In the case of Boyette v. Preston Motors Corp., supra, this court further said: “After all that may be said of comity between states by public policy, it is sufficient that when complainant became a stockholder in the Motor Car Company, a corporation organized and operating under the laws of Delaware, he subjected himself — in assuming the relation of stockholder — to the general corporate laws ‘of that state as affecting that corporation’s powers, obligations, and merger or consolidation with other corporations organized under the laws of that state; and he is presumed, or is held, to have contracted with reference to the laws of .Delaware, and not of Alabama.”

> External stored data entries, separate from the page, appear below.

/*
    reminiscence-rs | Rust CLI tool to relive last year's seasons on Spotify.
    Copyright (C) 2025  Israel Alberto Roldan Vega

    This program is free software: you can redistribute it and/or modify
    it under the terms of the GNU Affero General Public License as published
    by the Free Software Foundation, either version 3 of the License, or
    (at your option) any later version.

    This program is distributed in the hope that it will be useful,
    but WITHOUT ANY WARRANTY; without even the implied warranty of
    MERCHANTABILITY or FITNESS FOR A PARTICULAR PURPOSE.  See the
    GNU Affero General Public License for more details.

    You should have received a copy of the GNU Affero General Public License
    along with this program.  If not, see <https://www.gnu.org/licenses/>.
*/

use crate::catalog::{Catalog, CatalogError};
use crate::models::{PlaylistRef, TrackMeta, TrackRef, LOCAL_URI_PREFIX};
use async_trait::async_trait;
use log::debug;
use rspotify::{
    model::{FullTrack, PlayableId, PlayableItem, PlaylistId, PlaylistItem, SavedTrack, TrackId},
    prelude::*,
    AuthCodeSpotify,
};

/// `Catalog` backed by an authenticated rspotify session.
pub struct SpotifyCatalog {
    spotify: AuthCodeSpotify,
}

impl SpotifyCatalog {
    pub fn new(spotify: AuthCodeSpotify) -> Self {
        Self { spotify }
    }
}

#[async_trait]
impl Catalog for SpotifyCatalog {
    async fn user_playlists(
        &self,
        limit: u32,
        offset: u32,
    ) -> Result<Vec<PlaylistRef>, CatalogError> {
        let page = self
            .spotify
            .current_user_playlists_manual(Some(limit), Some(offset))
            .await?;

        Ok(page
            .items
            .into_iter()
            .map(|pl| PlaylistRef::new(pl.id.id(), pl.name))
            .collect())
    }

    async fn playlist_items(
        &self,
        playlist_id: &str,
        limit: u32,
        offset: u32,
    ) -> Result<Vec<TrackRef>, CatalogError> {
        let playlist_id = PlaylistId::from_id(playlist_id)?;
        let page = self
            .spotify
            .playlist_items_manual(playlist_id, None, None, Some(limit), Some(offset))
            .await?;

        Ok(page.items.into_iter().map(from_playlist_item).collect())
    }

    async fn liked_songs(&self, limit: u32, offset: u32) -> Result<Vec<TrackRef>, CatalogError> {
        let page = self
            .spotify
            .current_user_saved_tracks_manual(None, Some(limit), Some(offset))
            .await?;

        Ok(page.items.into_iter().map(from_saved_track).collect())
    }

    async fn create_playlist(
        &self,
        name: &str,
        public: bool,
        description: &str,
    ) -> Result<String, CatalogError> {
        let user = self.spotify.current_user().await?;
        let playlist = self
            .spotify
            .user_playlist_create(user.id, name, Some(public), None, Some(description))
            .await?;

        debug!("Created playlist {} ({})", playlist.name, playlist.id);
        Ok(playlist.id.id().to_string())
    }

    async fn add_items(&self, playlist_id: &str, uris: &[String]) -> Result<(), CatalogError> {
        let playlist_id = PlaylistId::from_id(playlist_id)?;
        let items = uris
            .iter()
            .map(|uri| TrackId::from_uri(uri).map(PlayableId::Track))
            .collect::<Result<Vec<_>, _>>()?;

        self.spotify.playlist_add_items(playlist_id, items, None).await?;
        Ok(())
    }
}

fn from_playlist_item(item: PlaylistItem) -> TrackRef {
    let track = match item.track {
        Some(PlayableItem::Track(track)) => Some(from_full_track(&track)),
        // Episodes and empty containers cannot be added back as tracks.
        _ => None,
    };

    TrackRef {
        added_at: item.added_at,
        track,
    }
}

fn from_saved_track(item: SavedTrack) -> TrackRef {
    TrackRef {
        added_at: Some(item.added_at),
        track: Some(from_full_track(&item.track)),
    }
}

fn from_full_track(track: &FullTrack) -> TrackMeta {
    let artists: Vec<String> = track.artists.iter().map(|a| a.name.clone()).collect();

    let uri = match &track.id {
        Some(id) => Some(id.uri()),
        None if track.is_local => Some(local_uri(track, &artists)),
        None => None,
    };

    TrackMeta {
        uri,
        name: track.name.clone(),
        artists,
        album: track.album.name.clone(),
    }
}

/// Local files have no catalog id; rebuild the URI shape the Web API reports for them.
fn local_uri(track: &FullTrack, artists: &[String]) -> String {
    format!(
        "{}:{}:{}:{}:{}",
        LOCAL_URI_PREFIX,
        artists.first().map(String::as_str).unwrap_or_default(),
        track.album.name,
        track.name,
        track.duration.num_seconds()
    )
}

In the case of Hartford Life Insurance Co. v. Ibs, 237 U.S. 662, 35 S.Ct. 692, 59 L.Ed. 1165, L.R.A.1916A, 765, the insured, a member of a mutual insurance company, was subject to an assessment to meet certain death claims in accordance with a provision in the policy for assessment to create a mortuary fund. He failed to pay this assessment and his policy was forfeited. After his death the beneficiary claimed that the assessment was unnecessary and therefore void, and assailed the management of the company. The beneficiary brought suit in a Minnesota court [121 Minn. 310, 141 N.W. 289, Ann.Cas.1914C, 798], against the insurance company, a Connecticut corporation. The suit was filed by the beneficiary in behalf of himself and other, policyholders similarly situated. Theretofore other policyholders suing in behalf of themselves and others similarly situated had sued the defendant in Connecticut where it was domiciled. The Connecticut court [Dresser v. Hartford Life Ins. Co., 80 Conn. 681, 70 A. 39] upheld the company’s action in connection with the disputed assessment. The company pleaded in the Minnesota court the decision of the Connecticut court and claimed that the plaintiff in Minnesota was foreclosed thereby on the ground that the Minnesota court was obligated to give full faith and credit to the decision of the Connecticut court.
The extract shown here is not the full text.